Sunny Delight

John Sayles's latest transcends its talkiness.

It's daunting to hear that John Sayles's Sunshine State is almost two and a half hours long and mostly consists of calm conversations. But don't be deterred, or you'll miss out on a study of character, class, and changing times that puts Robert Altman's stodgy Gosford Park to shame.

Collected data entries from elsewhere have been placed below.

//! Time-bucketed weak ETags and the `If-None-Match` shortcut.
//!
//! The tag identifies a URL within a time window, not a representation: it
//! is `W/"<sha1(host + path + query), 20 hex chars><base64(bucket)>"` where
//! `bucket = floor(unix_seconds / window)`. Any two requests for the same URL
//! inside one window get the same tag, so a client revalidating within the
//! window is answered `304 Not Modified` without running the application.
//! Content changes are not detected; the window bounds how stale a client can
//! get.

use std::fmt;
use std::sync::Arc;
use std::time::{Duration, SystemTime, UNIX_EPOCH};

use base64::Engine;
use base64::engine::general_purpose::STANDARD;
use sha1::{Digest, Sha1};
use tracing::debug;

use super::RequestSignals;
use crate::{Method, Response, StatusCode};

/// Default width of an ETag time bucket.
pub const DEFAULT_ETAG_WINDOW: Duration = Duration::from_secs(120);

/// Number of hex characters of the URL digest kept in the tag.
const DIGEST_PREFIX: usize = 20;

/// Source of the current time.
pub trait Clock: Send + Sync + fmt::Debug {
    /// The current instant.
    fn now(&self) -> SystemTime;
}

/// The wall clock.
#[derive(Debug, Default, Clone, Copy)]
pub struct SystemClock;

impl Clock for SystemClock {
    fn now(&self) -> SystemTime {
        SystemTime::now()
    }
}

/// A clock stuck at one instant.
#[derive(Debug, Clone, Copy)]
pub struct FixedClock(pub SystemTime);

impl FixedClock {
    /// A clock stuck `secs` seconds after the Unix epoch.
    pub fn from_unix(secs: u64) -> Self {
        Self(UNIX_EPOCH + Duration::from_secs(secs))
    }
}

impl Clock for FixedClock {
    fn now(&self) -> SystemTime {
        self.0
    }
}

/// Builds the weak ETag for a URL in a given bucket.
///
/// # Examples
///
/// ```
/// use cachet::cache::weak_etag;
///
/// let tag = weak_etag("example.com", "/foo", "", 14_166_666);
/// assert!(tag.starts_with("W/\""));
/// assert!(tag.ends_with("MTQxNjY2NjY=\""));
/// assert_eq!(tag.len(), 3 + 20 + 12 + 1);
/// ```
pub fn weak_etag(host: &str, path: &str, query: &str, bucket: u64) -> String {
    let mut hasher = Sha1::new();
    hasher.update(host.as_bytes());
    hasher.update(path.as_bytes());
    hasher.update(query.as_bytes());
    let digest = hex::encode(hasher.finalize());

    // The bucket is encoded as its decimal text.
    let bucket = STANDARD.encode(bucket.to_string());

    format!("W/\"{}{}\"", &digest[..DIGEST_PREFIX], bucket)
}

/// Computes ETags, answers matching `If-None-Match` with `304`, and stamps
/// ETags on outgoing responses.
#[derive(Debug, Clone)]
pub struct ConditionalRequestHandler {
    window: Duration,
    clock: Arc<dyn Clock>,
}

impl Default for ConditionalRequestHandler {
    fn default() -> Self {
        Self::new(DEFAULT_ETAG_WINDOW, Arc::new(SystemClock))
    }
}

impl ConditionalRequestHandler {
    /// `window` must be at least one second; shorter windows are rounded up.
    pub fn new(window: Duration, clock: Arc<dyn Clock>) -> Self {
        Self {
            window: window.max(Duration::from_secs(1)),
            clock,
        }
    }

    /// Width of one time bucket.
    pub fn window(&self) -> Duration {
        self.window
    }

    /// The current time bucket.
    pub fn bucket(&self) -> u64 {
        let elapsed = self
            .clock
            .now()
            .duration_since(UNIX_EPOCH)
            .unwrap_or_default();
        elapsed.as_secs() / self.window.as_secs()
    }

    /// The ETag for `request` in the current bucket.
    pub fn etag(&self, request: &RequestSignals) -> String {
        weak_etag(
            &request.host,
            &request.path,
            &request.query_string,
            self.bucket(),
        )
    }

    /// Answers a `GET` whose `If-None-Match` lists the current ETag with a
    /// bodyless `304 Not Modified`.
    ///
    /// Tags are compared as exact strings. Callers only consult this for
    /// requests without an established session.
    pub fn short_circuit(&self, request: &RequestSignals) -> Option<Response> {
        if request.method != Method::Get || request.if_none_match.is_empty() {
            return None;
        }

        let etag = self.etag(request);
        let matched = request.if_none_match.iter().find(|tag| **tag == etag)?;
        debug!(path = %request.path, etag = %matched, "If-None-Match hit, answering 304");

        Some(Response::new(StatusCode::NotModified).header("ETag", matched.as_str()))
    }

    /// Sets the `ETag` header, replacing any existing one.
    pub fn stamp(&self, request: &RequestSignals, response: &mut Response) {
        let etag = self.etag(request);
        debug!(path = %request.path, etag = %etag, "stamping ETag");
        response.headers_mut().set("ETag", etag);
    }
}

#[cfg(test)]
mod tests {
    use super::*;

    const T0: u64 = 1_700_000_040; // 14_166_667 * 120

    fn handler_at(secs: u64) -> ConditionalRequestHandler {
        ConditionalRequestHandler::new(DEFAULT_ETAG_WINDOW, Arc::new(FixedClock::from_unix(secs)))
    }

    fn request(if_none_match: Vec<String>) -> RequestSignals {
        RequestSignals {
            method: Method::Get,
            path: "/foo".into(),
            query_string: "page=2".into(),
            host: "example.com".into(),
            has_cookies: false,
            if_none_match,
        }
    }

    #[test]
    fn etag_layout() {
        let tag = handler_at(T0).etag(&request(vec![]));
        let inner = tag.strip_prefix("W/\"").and_then(|t| t.strip_suffix('"')).unwrap();
        let (digest, bucket) = inner.split_at(DIGEST_PREFIX);
        assert!(digest.chars().all(|c| c.is_ascii_hexdigit()));
        assert_eq!(STANDARD.decode(bucket).unwrap(), b"14166667");
    }

    #[test]
    fn digest_covers_host_path_and_query() {
        let expected = {
            let mut hasher = Sha1::new();
            hasher.update(b"example.com/foopage=2");
            hex::encode(hasher.finalize())
        };
        let tag = handler_at(T0).etag(&request(vec![]));
        assert_eq!(&tag[3..3 + DIGEST_PREFIX], &expected[..DIGEST_PREFIX]);
    }

    #[test]
    fn same_bucket_same_tag() {
        let first = handler_at(T0).etag(&request(vec![]));
        let last = handler_at(T0 + 119).etag(&request(vec![]));
        assert_eq!(first, last);
    }

    #[test]
    fn bucket_boundary_changes_tag() {
        let before = handler_at(T0 - 1).etag(&request(vec![]));
        let after = handler_at(T0).etag(&request(vec![]));
        assert_ne!(before, after);
    }

    #[test]
    fn different_urls_differ() {
        let handler = handler_at(T0);
        let mut other = request(vec![]);
        other.query_string = "page=3".into();
        assert_ne!(handler.etag(&request(vec![])), handler.etag(&other));
    }

    #[test]
    fn short_circuit_on_any_matching_value() {
        let handler = handler_at(T0);
        let current = handler.etag(&request(vec![]));
        let req = request(vec!["\"stale\"".into(), current.clone()]);

        let response = handler.short_circuit(&req).unwrap();
        assert_eq!(response.status(), StatusCode::NotModified);
        assert_eq!(response.headers().get("etag"), Some(current.as_str()));
        assert!(response.content().is_empty());
    }

    #[test]
    fn no_short_circuit_without_match() {
        let handler = handler_at(T0);
        let stale = handler_at(T0 - 120).etag(&request(vec![]));
        assert!(handler.short_circuit(&request(vec![stale])).is_none());
        assert!(handler.short_circuit(&request(vec![])).is_none());
    }

    #[test]
    fn no_short_circuit_for_post() {
        let handler = handler_at(T0);
        let mut req = request(vec![handler.etag(&request(vec![]))]);
        req.method = Method::Post;
        assert!(handler.short_circuit(&req).is_none());
    }

    #[test]
    fn stamp_overwrites_existing_etag() {
        let handler = handler_at(T0);
        let mut response = Response::new(StatusCode::Ok).header("ETag", "\"app\"");
        handler.stamp(&request(vec![]), &mut response);
        let tags: Vec<_> = response.headers().get_all("etag").collect();
        assert_eq!(tags, vec![handler.etag(&request(vec![])).as_str()]);
    }

    #[test]
    fn sub_second_window_is_rounded_up() {
        let handler = ConditionalRequestHandler::new(Duration::ZERO, Arc::new(FixedClock::from_unix(5)));
        assert_eq!(handler.window(), Duration::from_secs(1));
        assert_eq!(handler.bucket(), 5);
    }
}
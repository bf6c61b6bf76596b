//! HTTP/1.1 response builder.
//!
//! Provides a fluent builder API for constructing HTTP responses, in-place
//! accessors for middleware that decorates a downstream response, and
//! serialization to a byte buffer.

use bytes::{BufMut, BytesMut};

use super::{Headers, StatusCode, cookie::set_cookie_name};

/// `Expires` value for cookies the server wants the client to drop.
const EXPIRED: &str = "Thu, 01 Jan 1970 00:00:00 GMT";

/// An HTTP/1.1 response.
///
/// # Examples
///
/// ```
/// use cachet::http::{Response, StatusCode};
///
/// let response = Response::new(StatusCode::Ok)
///     .header("Cache-Control", "no-transform")
///     .body("hello");
///
/// let bytes = response.into_bytes();
/// let text = std::str::from_utf8(&bytes).unwrap();
/// assert!(text.starts_with("HTTP/1.1 200 OK\r\n"));
/// assert!(text.contains("Cache-Control: no-transform\r\n"));
/// ```
#[derive(Debug, Clone)]
pub struct Response {
    status: StatusCode,
    headers: Headers,
    body: Vec<u8>,
}

impl Response {
    /// Creates a new response with the given status and an empty body.
    pub fn new(status: StatusCode) -> Self {
        Self {
            status,
            headers: Headers::new(),
            body: Vec::new(),
        }
    }

    /// Appends a response header. Multiple calls with the same name are additive.
    #[must_use]
    pub fn header(mut self, name: impl Into<String>, value: impl Into<String>) -> Self {
        self.headers.insert(name, value);
        self
    }

    /// Appends a header in-place. Intended for middleware pipelines that receive
    /// a `Response` from downstream and need to decorate it without consuming it.
    pub fn add_header(&mut self, name: impl Into<String>, value: impl Into<String>) {
        self.headers.insert(name, value);
    }

    /// Sets the response body from a string.
    #[must_use]
    pub fn body(mut self, body: impl Into<String>) -> Self {
        self.body = body.into().into_bytes();
        self
    }

    /// Returns the status code of this response.
    pub fn status(&self) -> StatusCode {
        self.status
    }

    /// Returns the response headers.
    pub fn headers(&self) -> &Headers {
        &self.headers
    }

    /// Returns the response headers for in-place decoration.
    pub fn headers_mut(&mut self) -> &mut Headers {
        &mut self.headers
    }

    /// Returns the body bytes set so far.
    pub fn content(&self) -> &[u8] {
        &self.body
    }

    /// Returns `true` if the response sets at least one cookie.
    pub fn sets_cookies(&self) -> bool {
        self.headers.contains("set-cookie")
    }

    /// Drops every `Set-Cookie` header that sets the cookie called `name`.
    ///
    /// Returns `true` if one was removed.
    pub fn remove_cookie(&mut self, name: &str) -> bool {
        self.headers.retain(|k, v| {
            !(k.eq_ignore_ascii_case("set-cookie") && set_cookie_name(v) == Some(name))
        })
    }

    /// Tells the client to delete the cookie called `name`.
    ///
    /// Any `Set-Cookie` already setting `name` is dropped first, then a single
    /// expired, empty `Set-Cookie` scoped to `/` is appended.
    ///
    /// # Examples
    ///
    /// ```
    /// use cachet::http::{Response, StatusCode};
    ///
    /// let mut response = Response::new(StatusCode::Ok).header("Set-Cookie", "SESSID=abc; Path=/");
    /// response.clear_cookie("SESSID");
    ///
    /// let cookies: Vec<_> = response.headers().get_all("set-cookie").collect();
    /// assert_eq!(cookies, vec!["SESSID=; Expires=Thu, 01 Jan 1970 00:00:00 GMT; Max-Age=0; Path=/"]);
    /// ```
    pub fn clear_cookie(&mut self, name: &str) {
        self.remove_cookie(name);
        self.headers.insert(
            "Set-Cookie",
            format!("{name}=; Expires={EXPIRED}; Max-Age=0; Path=/"),
        );
    }

    /// Serializes the response into a `BytesMut` buffer using HTTP/1.1 wire format.
    ///
    /// Automatically adds:
    /// - `Content-Type: text/plain; charset=utf-8` if the body is non-empty and no
    ///   `Content-Type` header was set.
    /// - `Content-Length: <n>`, except for statuses that never carry a body.
    pub fn into_bytes(mut self) -> BytesMut {
        if self.status.is_bodyless() {
            self.body.clear();
        }
        let content_length = self.body.len();

        if !self.body.is_empty() && !self.headers.contains("content-type") {
            self.headers
                .insert("Content-Type", "text/plain; charset=utf-8");
        }

        let estimated_size = 128 + self.headers.len() * 64 + content_length;
        let mut buf = BytesMut::with_capacity(estimated_size);

        buf.put(
            format!(
                "HTTP/1.1 {} {}\r\n",
                self.status.as_u16(),
                self.status.canonical_reason()
            )
            .as_bytes(),
        );

        for (name, value) in self.headers.iter() {
            buf.put(format!("{name}: {value}\r\n").as_bytes());
        }

        if !self.status.is_bodyless() {
            buf.put(format!("Content-Length: {content_length}\r\n").as_bytes());
        }

        buf.put(&b"\r\n"[..]);

        if !self.body.is_empty() {
            buf.put(self.body.as_slice());
        }

        buf
    }
}

impl Default for Response {
    fn default() -> Self {
        Self::new(StatusCode::Ok)
    }
}

#[cfg(test)]
mod tests {
    use super::*;

    fn to_string(bytes: BytesMut) -> String {
        String::from_utf8(bytes.to_vec()).unwrap()
    }

    #[test]
    fn simple_ok_response() {
        let r = Response::new(StatusCode::Ok).body("Hello");
        let s = to_string(r.into_bytes());
        assert!(s.starts_with("HTTP/1.1 200 OK\r\n"));
        assert!(s.contains("Content-Length: 5\r\n"));
        assert!(s.ends_with("\r\n\r\nHello"));
    }

    #[test]
    fn not_modified_drops_body_and_length() {
        let r = Response::new(StatusCode::NotModified)
            .header("ETag", "W/\"abc\"")
            .body("stale");
        let s = to_string(r.into_bytes());
        assert!(s.starts_with("HTTP/1.1 304 Not Modified\r\n"));
        assert!(s.contains("ETag: W/\"abc\"\r\n"));
        assert!(!s.contains("Content-Length"));
        assert!(!s.contains("Content-Type"));
        assert!(s.ends_with("\r\n\r\n"));
    }

    #[test]
    fn sets_cookies_and_remove_cookie() {
        let mut r = Response::new(StatusCode::Ok)
            .header("Set-Cookie", "SESSID=abc; Path=/")
            .header("Set-Cookie", "theme=dark");
        assert!(r.sets_cookies());
        assert!(r.remove_cookie("SESSID"));
        assert!(r.sets_cookies());
        assert!(r.remove_cookie("theme"));
        assert!(!r.sets_cookies());
    }

    #[test]
    fn clear_cookie_replaces_pending_value_with_expiry() {
        let mut r = Response::new(StatusCode::Ok)
            .header("Set-Cookie", "SESSID=abc; Path=/")
            .header("Set-Cookie", "theme=dark");
        r.clear_cookie("SESSID");

        let vals: Vec<_> = r.headers().get_all("set-cookie").collect();
        assert_eq!(vals.len(), 2);
        assert_eq!(vals[0], "theme=dark");
        assert!(vals[1].starts_with("SESSID=;"));
        assert!(vals[1].contains("Max-Age=0"));
        assert!(vals[1].contains("Expires=Thu, 01 Jan 1970 00:00:00 GMT"));
    }
}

In a small beachfront town in Florida, rival developers are vying to try to buy up all the property from those who've lived there for years. Returning home for the first time since she was 15 is infomercial actress Desiree (Angela Bassett), who is hoping to make peace with her stern mother, Eunice (Mary Alice). Eunice has taken under her wing her late nephew's son Terrell (Alexander Lewis), but hasn't managed to steer him clear of trouble: As the movie opens, he's setting fire to a float scheduled for use on Buccaneer Day, an attempt at creating a tradition-based local holiday by chamber of commerce booster Francine (Mary Steenburgen, terrifyingly convincing).

The developers are vying for land currently occupied by a motel-restaurant combo run by once-aspiring actress Marly Temple (Edie Falco, Oscar-worthy in the best female performance of the year so far). Marly's dad (Ralph Waite) is aggressively opposed to selling, even as he bemoans new laws that constrain businesses.

The main story lines followed are those of Desiree and Marly, who only cross paths directly once, early on, though the other people in their lives are mostly shared in some fashion. Driven out of town at a young age by her mother, Desiree now has to come to grips with her mother's resentment that she hasn't spoken to her in so long. Marly is in some ways the opposite: She aspired to bigger things that would've taken her out of town, but instead wound up running the family business because it's what her father wanted. Both must deal with the adjusted expectations of leaving youth behind and decide to what extent they're going to accept or deny the past.

The past -- the nation's, the town's, the individual characters' -- is part of the film's larger theme. One older black man is nostalgic for segregation; Francine's busy trying to create a tradition out of the state's immigrant history, but is stymied by the unfortunate truths of historical genocide and slavery; and Terrell's a good kid with a dangerously delinquent side inherited from his father. Then, of course, there's the whole past-versus-future dynamic of "redevelopment."

Lest this all sound too much like civics class, however, rest assured there's plenty of dry humor. Sayles seems almost as amused by contemporary tackiness as he is righteously appalled by some of its effects, and that fine line gives the movie's final joke its punch.